● **Directions**:
Exact copies of all records below are needed.

┌─ Data to process

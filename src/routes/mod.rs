// ABOUTME: Route module organization for the RAG ChatKit proxy HTTP endpoints
// ABOUTME: Groups health, ChatKit passthrough/fallback, and simple-chat routes
//
// SPDX-License-Identifier: MIT OR Apache-2.0
// Copyright (c) 2025 Pierre Fitness Intelligence

//! Route module for the RAG ChatKit proxy
//!
//! Each domain module contains route definitions and thin handlers. Shared
//! reply resolution lives in [`relay`].

/// Health check and system status routes
pub mod health;
/// Simple (non-streaming) chat routes
pub mod rag_chat;
/// ChatKit passthrough, bootstrap, and state routes
pub mod rag_chatkit;
/// Backend reply resolution shared by the proxy handlers
pub mod relay;

/// Health check route handlers
pub use health::HealthRoutes;
/// Simple-chat route handlers
pub use rag_chat::RagChatRoutes;
/// ChatKit route handlers
pub use rag_chatkit::RagChatKitRoutes;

└─

● **Response below**:
filename src/routes/mod.rs
// ABOUTME: Route module organization for the RAG ChatKit proxy HTTP endpoints
// ABOUTME: Groups health, ChatKit passthrough/fallback, and simple-chat routes
//
// SPDX-License-Identifier: MIT OR Apache-2.0
// Copyright (c) 2025 Pierre Fitness Intelligence

//! Route module for the RAG ChatKit proxy
//!
//! Each domain module contains route definitions and thin handlers. Shared
//! reply resolution lives in [`relay`].

/// Health check and system status routes
pub mod health;
/// Simple (non-streaming) chat routes
pub mod rag_chat;
/// ChatKit passthrough, bootstrap, and state routes
pub mod rag_chatkit;
/// Backend reply resolution shared by the proxy handlers
pub mod relay;

/// Health check route handlers
pub use health::HealthRoutes;
/// Simple-chat route handlers
pub use rag_chat::RagChatRoutes;
/// ChatKit route handlers
pub use rag_chatkit::RagChatKitRoutes;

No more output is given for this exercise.